The thing that bothers me is that I can't fix this. I can't say anything other than offer quiet sympathy. But there is more to the grieving process. Do we send the flowers on valentines day to show we remember and we care? Will someone take care of the birthday and anniversary that were his to surprise and spoil her on? Will the kids be OK? Does she know from within that dark space of mind at three am that all she needs to do is call and we will be there? I am on the fringe...and I hate the thought of this cheerful, fun-loving dedicated family being wounded. It sucks. It is the elephant in the room.

And yet, I still have the nightly terrors that flash it all back to 1989. Is it valid to acknowledge that or do I stuff that down into the abyss again? Brushed under the carpet is helping me any, but yet it was so long ago that no one really wants to go there. To be fair, I don't. It is the smells, the sounds, a turn of phrase...it is the laughter and bad jokes...it is the not knowing WHY or HOW...and the helplessness of being able to do NOTHING useful.

So, it is midnight. I am exhausted. I don't want to go to bed because I hate what I find there. The dark is not my friend. And out of respect, I am not posting this one to Facebook as that is not the place for this. Ideas on solving insomnia are welcome.


Saturday, January 18, 2014

Hooliganting: The Nature of My Oil Sands

Hooliganting: The Nature of My Oil Sands: Living in the frozen north, I think that eventually I get to a point where my mind goes numb. There have been so many things that are going ...

The Nature of My Oil Sands

Living in the frozen north, I think that eventually I get to a point where my mind goes numb. There have been so many things that are going on and yet, finding the time to write seems to be diminshed. I have scrapbooked, visited family, worked and as you can tell, I am working hard at this because for the life of me, I CANNOT remember the darned password to the cloud.
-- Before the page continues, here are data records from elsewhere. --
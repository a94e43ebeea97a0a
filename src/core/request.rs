//! Request helpers shared by the views
//!
//! [`RequestExt`] adds the lookups every view needs on top of
//! [`reinhardt::Request`]: the authenticated user, typed path parameters and
//! body parsing. Bodies are accepted as JSON, `application/x-www-form-urlencoded`
//! or `multipart/form-data`; the two form encodings are flattened into the
//! same JSON object a JSON client would send so that serializers only deal
//! with one representation.

use std::str::FromStr;

use bytes::Bytes;
use futures_util::future::ready;
use futures_util::stream::once;
use multer::Multipart;
use reinhardt::Request;
use reinhardt::http::AuthState;
use serde::de::DeserializeOwned;
use serde_json::{Map, Value};

use crate::core::exception::{Error, Result};

/// File part of a multipart body
#[derive(Debug, Clone)]
pub struct UploadedFile {
	pub file_name: String,
	pub data: Bytes,
}

/// Parsed request body
#[derive(Debug, Clone)]
pub enum RequestData {
	Json(Value),
	/// Form or multipart body; keys keep their order and may repeat
	Form {
		fields: Vec<(String, String)>,
		files: Vec<(String, UploadedFile)>,
	},
}

impl RequestData {
	/// File submitted under `name`
	pub fn file(&self, name: &str) -> Option<&UploadedFile> {
		match self {
			RequestData::Json(_) => None,
			RequestData::Form { files, .. } => files
				.iter()
				.find(|(field, _)| field == name)
				.map(|(_, file)| file),
		}
	}

	/// Whether a non-file value was submitted under `name`
	pub fn has_value(&self, name: &str) -> bool {
		match self {
			RequestData::Json(value) => value.get(name).is_some(),
			RequestData::Form { fields, .. } => fields.iter().any(|(field, _)| field == name),
		}
	}

	/// Converts the body into a JSON object
	///
	/// Form values are strings; every key named in `list_fields` is collected
	/// into an array. Items of those arrays become ids when numeric, objects
	/// when they hold a JSON object and `{"name": value}` otherwise. Other keys
	/// keep their last value.
	///
	/// # Examples
	///
	/// ```
	/// use recipe_app::core::request::RequestData;
	/// use serde_json::json;
	///
	/// let data = RequestData::Form {
	/// 	fields: vec![
	/// 		("title".into(), "Soup".into()),
	/// 		("tags".into(), "3".into()),
	/// 		("tags".into(), "Vegan".into()),
	/// 	],
	/// 	files: Vec::new(),
	/// };
	/// let object = data.into_object(&["tags"]).unwrap();
	///
	/// assert_eq!(object["title"], "Soup");
	/// assert_eq!(object["tags"], json!([3, {"name": "Vegan"}]));
	/// ```
	pub fn into_object(self, list_fields: &[&str]) -> Result<Map<String, Value>> {
		match self {
			RequestData::Json(Value::Object(object)) => Ok(object),
			RequestData::Json(other) => Err(Error::field(
				crate::core::exception::NON_FIELD_ERRORS,
				format!(
					"Invalid data. Expected a dictionary, but got {}.",
					json_kind(&other)
				),
			)),
			RequestData::Form { fields, .. } => {
				let mut object = Map::new();
				for name in list_fields {
					if fields.iter().any(|(field, _)| field == name) {
						object.insert(name.to_string(), Value::Array(Vec::new()));
					}
				}
				for (field, value) in fields {
					if list_fields.contains(&field.as_str()) {
						if let Some(Value::Array(items)) = object.get_mut(&field) {
							items.push(coerce_list_item(&value));
						}
					} else {
						object.insert(field, Value::String(value));
					}
				}
				Ok(object)
			}
		}
	}
}

fn coerce_list_item(raw: &str) -> Value {
	let trimmed = raw.trim();
	if let Ok(id) = trimmed.parse::<i64>() {
		return Value::from(id);
	}
	if trimmed.starts_with('{')
		&& let Ok(value @ Value::Object(_)) = serde_json::from_str::<Value>(trimmed)
	{
		return value;
	}
	serde_json::json!({ "name": raw })
}

fn json_kind(value: &Value) -> &'static str {
	match value {
		Value::Null => "null",
		Value::Bool(_) => "bool",
		Value::Number(_) => "int",
		Value::String(_) => "str",
		Value::Array(_) => "list",
		Value::Object(_) => "dict",
	}
}

/// View-side accessors on [`Request`]
pub trait RequestExt {
	/// Id of the authenticated caller, or [`Error::NotAuthenticated`]
	fn user_id(&self) -> Result<i64>;

	/// Media type of the body without parameters
	fn media_type(&self) -> Option<String>;

	/// Decoded query string parameter
	fn query_param(&self, name: &str) -> Option<String>;

	/// Parses a captured path parameter
	///
	/// A value that does not parse is treated like an unmatched route, the
	/// same way an `<int:pk>` converter would refuse it.
	fn path_param<T: FromStr>(&self, name: &str) -> Result<T>;

	/// Deserializes a JSON body; an empty body reads as `{}`
	fn parse_json<T: DeserializeOwned>(&self) -> Result<T>;

	/// Parses the body according to its `Content-Type`
	fn parse_data(&self) -> impl Future<Output = Result<RequestData>> + Send;
}

impl RequestExt for Request {
	fn user_id(&self) -> Result<i64> {
		AuthState::from_extensions(&self.extensions)
			.filter(AuthState::is_authenticated)
			.and_then(|state| state.user_id().parse().ok())
			.ok_or(Error::NotAuthenticated)
	}

	fn media_type(&self) -> Option<String> {
		self.get_header("content-type").map(|value| {
			value
				.split(';')
				.next()
				.unwrap_or_default()
				.trim()
				.to_ascii_lowercase()
		})
	}

	fn query_param(&self, name: &str) -> Option<String> {
		self.decoded_query_params().remove(name)
	}

	fn path_param<T: FromStr>(&self, name: &str) -> Result<T> {
		self.path_params
			.get(name)
			.and_then(|raw| raw.parse().ok())
			.ok_or(Error::RouteNotFound)
	}

	fn parse_json<T: DeserializeOwned>(&self) -> Result<T> {
		let body = self.body();
		if body.iter().all(u8::is_ascii_whitespace) {
			return Ok(serde_json::from_str("{}")?);
		}
		match self.media_type().as_deref() {
			Some("application/json") | None => Ok(serde_json::from_slice(body)?),
			Some(other) => Err(Error::UnsupportedMediaType(other.to_string())),
		}
	}

	async fn parse_data(&self) -> Result<RequestData> {
		let body = self.body().clone();
		match self.media_type().as_deref() {
			Some("application/json") | None => {
				if body.iter().all(u8::is_ascii_whitespace) {
					return Ok(RequestData::Json(Value::Object(Map::new())));
				}
				Ok(RequestData::Json(serde_json::from_slice(&body)?))
			}
			Some("application/x-www-form-urlencoded") => {
				let fields = serde_urlencoded::from_bytes::<Vec<(String, String)>>(&body)
					.map_err(|e| Error::ParseError(format!("Form parse error - {}", e)))?;
				Ok(RequestData::Form {
					fields,
					files: Vec::new(),
				})
			}
			Some("multipart/form-data") => {
				let content_type = self.get_header("content-type").unwrap_or_default();
				parse_multipart(&content_type, body).await
			}
			Some(other) => Err(Error::UnsupportedMediaType(other.to_string())),
		}
	}
}

async fn parse_multipart(content_type: &str, body: Bytes) -> Result<RequestData> {
	let boundary = multer::parse_boundary(content_type)
		.map_err(|e| Error::ParseError(format!("Multipart form parse error - {}", e)))?;
	let mut multipart = Multipart::new(once(ready(Ok::<_, std::io::Error>(body))), boundary);

	let mut fields = Vec::new();
	let mut files = Vec::new();
	while let Some(field) = multipart
		.next_field()
		.await
		.map_err(|e| Error::ParseError(format!("Multipart form parse error - {}", e)))?
	{
		let name = field.name().unwrap_or_default().to_string();
		let file_name = field.file_name().map(str::to_string);
		let data = field
			.bytes()
			.await
			.map_err(|e| Error::ParseError(format!("Multipart form parse error - {}", e)))?;
		match file_name {
			Some(file_name) => files.push((name, UploadedFile { file_name, data })),
			None => fields.push((name, String::from_utf8_lossy(&data).into_owned())),
		}
	}
	Ok(RequestData::Form { fields, files })
}
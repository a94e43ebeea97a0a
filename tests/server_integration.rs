//! End-to-end tests over a real TCP socket
//!
//! Each test boots reinhardt's [`HttpServer`] on an ephemeral port over a
//! throwaway SQLite file and drives it with `reqwest`.

use std::io::Cursor;
use std::net::SocketAddr;
use std::sync::Arc;
use std::time::Duration;

use image::{ImageBuffer, ImageFormat, Rgb};
use recipe_app::config::settings::Settings;
use recipe_app::config::state::AppState;
use recipe_app::config::urls::application;
use recipe_app::core::db;
use reinhardt::InMemoryStorage;
use reinhardt::server::{HttpServer, ShutdownCoordinator};
use reqwest::StatusCode;
use rstest::*;
use serde_json::{Value, json};
use tempfile::TempDir;
use tokio::net::TcpListener;
use tokio::task::JoinHandle;

const MAX_BODY_SIZE: usize = 64 * 1024;

struct TestServer {
	addr: SocketAddr,
	client: reqwest::Client,
	coordinator: ShutdownCoordinator,
	handle: JoinHandle<()>,
	_db_dir: TempDir,
}

impl TestServer {
	fn url(&self, path: &str) -> String {
		format!("http://{}{}", self.addr, path)
	}

	async fn stop(self) {
		self.coordinator.shutdown();
		self.handle.await.expect("server task should not panic");
	}

	/// Registers a user and returns an access token
	async fn signup(&self, email: &str) -> String {
		let created = self
			.client
			.post(self.url("/api/user/create/"))
			.json(&json!({"email": email, "password": "testpass123", "name": "Test Name"}))
			.send()
			.await
			.unwrap();
		assert_eq!(created.status(), StatusCode::CREATED);

		let token: Value = self
			.client
			.post(self.url("/api/user/token/"))
			.json(&json!({"email": email, "password": "testpass123"}))
			.send()
			.await
			.unwrap()
			.json()
			.await
			.unwrap();
		token["token"].as_str().unwrap().to_string()
	}
}

#[fixture]
async fn server() -> TestServer {
	let settings = Settings {
		secret_key: "integration-secret".to_string(),
		max_upload_size: MAX_BODY_SIZE,
		..Settings::default()
	};
	let db_dir = TempDir::new().unwrap();
	let conn = db::connect(&db_dir.path().join("db.sqlite3").to_string_lossy())
		.await
		.unwrap();
	db::migrate(&conn).await.unwrap();
	let storage = Arc::new(InMemoryStorage::new("memory", settings.media_url.clone()));
	let handler = application(AppState::new(conn, storage, settings)).unwrap();

	// Reserve a free port, then hand it to the server
	let listener = TcpListener::bind("127.0.0.1:0").await.unwrap();
	let addr = listener.local_addr().unwrap();
	drop(listener);

	let coordinator = ShutdownCoordinator::new(Duration::from_secs(5));
	let server_coordinator = coordinator.clone();
	let handle = tokio::spawn(async move {
		let _ = HttpServer::new(handler)
			.listen_with_shutdown(addr, server_coordinator)
			.await;
	});
	tokio::time::sleep(Duration::from_millis(100)).await;

	TestServer {
		addr,
		client: reqwest::Client::new(),
		coordinator,
		handle,
		_db_dir: db_dir,
	}
}

fn png_bytes() -> Vec<u8> {
	let img = ImageBuffer::from_pixel(4, 4, Rgb([10u8, 200, 30]));
	let mut buffer = Cursor::new(Vec::new());
	img.write_to(&mut buffer, ImageFormat::Png).unwrap();
	buffer.into_inner()
}

#[rstest]
#[tokio::test]
async fn test_recipe_lifecycle_over_http(#[future] server: TestServer) {
	let server = server.await;
	let token = server.signup("cook@example.com").await;

	let created = server
		.client
		.post(server.url("/api/recipe/recipes/"))
		.bearer_auth(&token)
		.json(&json!({
			"title": "Pad Thai",
			"time_minutes": 25,
			"price": "7.5",
			"tags": [{"name": "Thai"}],
		}))
		.send()
		.await
		.unwrap();
	assert_eq!(created.status(), StatusCode::CREATED);
	let created: Value = created.json().await.unwrap();
	assert_eq!(created["price"], "7.50");
	assert_eq!(created["tags"][0]["name"], "Thai");

	let list: Value = server
		.client
		.get(server.url("/api/recipe/recipes/"))
		.bearer_auth(&token)
		.send()
		.await
		.unwrap()
		.json()
		.await
		.unwrap();
	assert_eq!(list.as_array().unwrap().len(), 1);
	assert_eq!(list[0]["id"], created["id"]);

	let me: Value = server
		.client
		.get(server.url("/api/user/me/"))
		.bearer_auth(&token)
		.send()
		.await
		.unwrap()
		.json()
		.await
		.unwrap();
	assert_eq!(me, json!({"email": "cook@example.com", "name": "Test Name"}));

	server.stop().await;
}

#[rstest]
#[tokio::test]
async fn test_form_encoded_recipe_over_http(#[future] server: TestServer) {
	let server = server.await;
	let token = server.signup("form@example.com").await;

	let created = server
		.client
		.post(server.url("/api/recipe/recipes/"))
		.bearer_auth(&token)
		.form(&[
			("title", "Miso soup"),
			("time_minutes", "15"),
			("price", "3"),
			("tags", "Japanese"),
			("tags", "Soup"),
		])
		.send()
		.await
		.unwrap();

	assert_eq!(created.status(), StatusCode::CREATED);
	let created: Value = created.json().await.unwrap();
	assert_eq!(created["price"], "3.00");
	assert_eq!(created["tags"].as_array().unwrap().len(), 2);

	server.stop().await;
}

#[rstest]
#[tokio::test]
async fn test_anonymous_request_is_challenged(#[future] server: TestServer) {
	let server = server.await;

	let response = server
		.client
		.get(server.url("/api/recipe/tags/"))
		.send()
		.await
		.unwrap();

	assert_eq!(response.status(), StatusCode::UNAUTHORIZED);
	assert_eq!(response.headers()["www-authenticate"], "Bearer");
	let body: Value = response.json().await.unwrap();
	assert_eq!(body["detail"], "Authentication credentials were not provided.");

	server.stop().await;
}

#[rstest]
#[tokio::test]
async fn test_invalid_token_is_rejected(#[future] server: TestServer) {
	let server = server.await;

	let response = server
		.client
		.get(server.url("/api/recipe/recipes/"))
		.bearer_auth("not-a-token")
		.send()
		.await
		.unwrap();

	assert_eq!(response.status(), StatusCode::UNAUTHORIZED);

	server.stop().await;
}

#[rstest]
#[tokio::test]
async fn test_image_upload_and_download(#[future] server: TestServer) {
	let server = server.await;
	let token = server.signup("baker@example.com").await;
	let recipe: Value = server
		.client
		.post(server.url("/api/recipe/recipes/"))
		.bearer_auth(&token)
		.json(&json!({"title": "Bread", "time_minutes": 90, "price": 2}))
		.send()
		.await
		.unwrap()
		.json()
		.await
		.unwrap();
	let data = png_bytes();

	let part = reqwest::multipart::Part::bytes(data.clone()).file_name("bread.png");
	let form = reqwest::multipart::Form::new().part("image", part);
	let uploaded = server
		.client
		.post(server.url(&format!(
			"/api/recipe/recipes/{}/upload-image/",
			recipe["id"]
		)))
		.bearer_auth(&token)
		.multipart(form)
		.send()
		.await
		.unwrap();
	assert_eq!(uploaded.status(), StatusCode::OK);
	let uploaded: Value = uploaded.json().await.unwrap();
	let image_url = uploaded["image"].as_str().unwrap().to_string();

	let downloaded = server.client.get(server.url(&image_url)).send().await.unwrap();
	assert_eq!(downloaded.status(), StatusCode::OK);
	assert_eq!(downloaded.headers()["content-type"], "image/png");
	assert_eq!(downloaded.bytes().await.unwrap().as_ref(), data.as_slice());

	server.stop().await;
}

#[rstest]
#[tokio::test]
async fn test_oversized_body_is_rejected(#[future] server: TestServer) {
	let server = server.await;
	let token = server.signup("big@example.com").await;

	let response = server
		.client
		.post(server.url("/api/recipe/recipes/"))
		.bearer_auth(&token)
		.header("Content-Type", "application/json")
		.body(vec![b' '; MAX_BODY_SIZE * 2])
		.send()
		.await
		.unwrap();

	assert_eq!(response.status(), StatusCode::PAYLOAD_TOO_LARGE);

	server.stop().await;
}

#[rstest]
#[tokio::test]
async fn test_shutdown_stops_accepting_connections(#[future] server: TestServer) {
	let server = server.await;
	let addr = server.addr;

	server.stop().await;

	assert!(tokio::net::TcpStream::connect(addr).await.is_err());
}
//! Installed applications

pub mod recipes;
pub mod users;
It forced me to change it at the end of the day on Wednesday and now - I am stuck. So, break time it is.

Now, some of the biggest posts around Facebook seem to be about Neil Young and Blue Rodeo and their skewed and biased take on the oil sands. Because I know that so many of you have no idea about where I live because you are all far away, I felt inspired to write my own debate response. They referred to my home as being like Hiroshima. Hiroshima? Really? That is insulting to those of us who live here AND to the Japanese that experienced that. I can't imagine oil sands being the same thing as a wasteland of human life and mortality. Have you ever seen a smog map? The air in and around Wood Buffalo is reasonably clear considering the industry. Try looking across the USA, it isn't as nice. Our community is isolated and uniquely challenged. No industry is pretty, I get that. However, please note that the oil was in the water BEFORE people moved here. There are pictures of aboriginal children playing in the river with oily water lapping their legs from the early 1900's. With the sustainable reclaimation programs, I would argue that in some ways, the land is cleaner now and that our companies are mandated to reclaim the land, spending billions on it.  But what would I know? I just live here, camp in the woods, canoe on the river, work in the tourism sector, and raise my kids.
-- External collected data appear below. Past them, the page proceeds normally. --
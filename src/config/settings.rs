//! Project settings
//!
//! Values are merged from several sources, lowest priority first:
//!
//! 1. compiled defaults ([`Settings::default`])
//! 2. `settings/base.toml`
//! 3. `settings/{profile}.toml`
//! 4. `RECIPE_APP_*` environment variables
//!
//! The profile is read from `RECIPE_APP_ENV` and defaults to `local`.
//! Missing files are skipped.

use std::net::SocketAddr;
use std::path::{Path, PathBuf};

use reinhardt::conf::settings::builder::{BuildError, GetError};
use reinhardt::{DefaultSource, EnvSource, Profile, SettingsBuilder, TomlFileSource};
use serde::{Deserialize, Serialize};
use serde_json::Value;

/// Environment variable prefix
pub const ENV_PREFIX: &str = "RECIPE_APP_";

/// Variable selecting the settings profile
pub const PROFILE_VAR: &str = "RECIPE_APP_ENV";

#[derive(Debug, thiserror::Error)]
pub enum ConfigError {
	#[error(transparent)]
	Build(#[from] BuildError),

	#[error("Invalid settings: {0}")]
	Deserialize(#[from] GetError),

	#[error("Invalid settings: {0}")]
	Invalid(String),
}

#[derive(Debug, Clone, Copy, PartialEq, Eq, Default, Serialize, Deserialize)]
#[serde(rename_all = "lowercase")]
pub enum LogFormat {
	#[default]
	Pretty,
	Json,
}

#[derive(Debug, Clone, PartialEq, Serialize, Deserialize)]
#[serde(default)]
pub struct Settings {
	pub debug: bool,
	pub bind_address: SocketAddr,
	pub database_url: String,
	/// HMAC key used to sign access tokens
	pub secret_key: String,
	pub token_lifetime_hours: i64,
	/// Directory uploaded files are written to
	pub media_root: PathBuf,
	/// URL prefix uploaded files are served from
	pub media_url: String,
	/// Largest accepted request body, in bytes
	pub max_upload_size: usize,
	pub log_level: String,
	pub log_format: LogFormat,
}

impl Default for Settings {
	fn default() -> Self {
		Self {
			debug: true,
			bind_address: SocketAddr::from(([127, 0, 0, 1], 8000)),
			database_url: "sqlite://db.sqlite3".to_string(),
			secret_key: "insecure-change-me".to_string(),
			token_lifetime_hours: 24,
			media_root: PathBuf::from("media"),
			media_url: "/media/".to_string(),
			max_upload_size: 10 * 1024 * 1024,
			log_level: "info".to_string(),
			log_format: LogFormat::Pretty,
		}
	}
}

impl Settings {
	/// Loads settings from `./settings` and the process environment
	pub fn load() -> Result<Self, ConfigError> {
		let profile = std::env::var(PROFILE_VAR).unwrap_or_else(|_| "local".to_string());
		Self::load_from(Path::new("settings"), &profile)
	}

	/// Loads settings from `dir` for `profile`, overlaying `RECIPE_APP_*`
	/// variables
	///
	/// The rest of a variable name is lower-cased to form the key, so
	/// `RECIPE_APP_MAX_UPLOAD_SIZE` sets `max_upload_size`.
	pub fn load_from(dir: &Path, profile: &str) -> Result<Self, ConfigError> {
		let settings: Settings = SettingsBuilder::new()
			.profile(Profile::parse(profile))
			.add_source(Self::default_source()?)
			.add_source(TomlFileSource::new(dir.join("base.toml")))
			.add_source(TomlFileSource::new(dir.join(format!("{}.toml", profile))))
			.add_source(EnvSource::new().with_prefix(ENV_PREFIX))
			.build()?
			.into_typed()?;
		settings.validate()?;
		Ok(settings)
	}

	fn default_source() -> Result<DefaultSource, ConfigError> {
		let defaults = serde_json::to_value(Settings::default())
			.map_err(|e| ConfigError::Invalid(e.to_string()))?;
		let mut source = DefaultSource::new();
		if let Value::Object(values) = defaults {
			for (key, value) in values {
				source = source.with_value(key, value);
			}
		}
		Ok(source)
	}

	fn validate(&self) -> Result<(), ConfigError> {
		if self.secret_key.is_empty() {
			return Err(ConfigError::Invalid("secret_key must not be empty".into()));
		}
		if self.token_lifetime_hours <= 0 {
			return Err(ConfigError::Invalid(
				"token_lifetime_hours must be positive".into(),
			));
		}
		if !self.debug && self.secret_key == Settings::default().secret_key {
			return Err(ConfigError::Invalid(
				"secret_key must be set when debug is off".into(),
			));
		}
		Ok(())
	}
}
//! Framework glue shared by every app
//!
//! Request parsing, route dispatch, error rendering, request logging and
//! persistence helpers. Apps under [`crate::apps`] only contain models,
//! serializers and views built on top of these pieces.

pub mod db;
pub mod exception;
pub mod logging;
pub mod middleware;
pub mod request;
pub mod routing;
Just as an example, I went skiing today. I drove a short 30 minutes to Vista Ridge and this is what I got to see today.
I have been camping. and attended special events like the Fire Fighters community breakfast and demonstrations.
 I have been walking through the birchwood trails that I love. It is beautiful here.
So, before you trounce a community that I have to live in, respect and appreciate for the good, bad and ugly. Perhaps don't take the oils sands sponsorship for your concerts, or the oils sands money that paid for the tickets. Perhaps you shouldn't be a hypocrite...look in your own back door.

That being said, there have been so many other funny moments this week. All point to the blatant silliness of people. In our community, they do snow removal. Three days before they put out signs that say no parking due to street maintenance. These signs are placed at all intersections and along the roads, and are very hard to miss judging from the number of times cars actually run them over. So, I gleefully took this picture of the people being ticketed and towed for simply not reading the sign or thinking that it didn't apply to them. With all the snow, we need it cleared. People, get out of the way.
The sign is located by the edge of the image and by the far tree. The city is making money. Lol.
What else? Oh, we have had the leaking roof tops and the wind storm. We have had the car break downs and people in the ditch due to icy conditions. There have been the first week back at school shennangians but all of these things are just life. Life anywhere in any place will have some of the same hiccups. Bottom line: do the best you can with what you have. Be positive in your experience and if you don't like it, don't come here and leave us alone. We are just fine thank you. In the north, this is the nature of things and we like it.


Not a smog cloud in the sky.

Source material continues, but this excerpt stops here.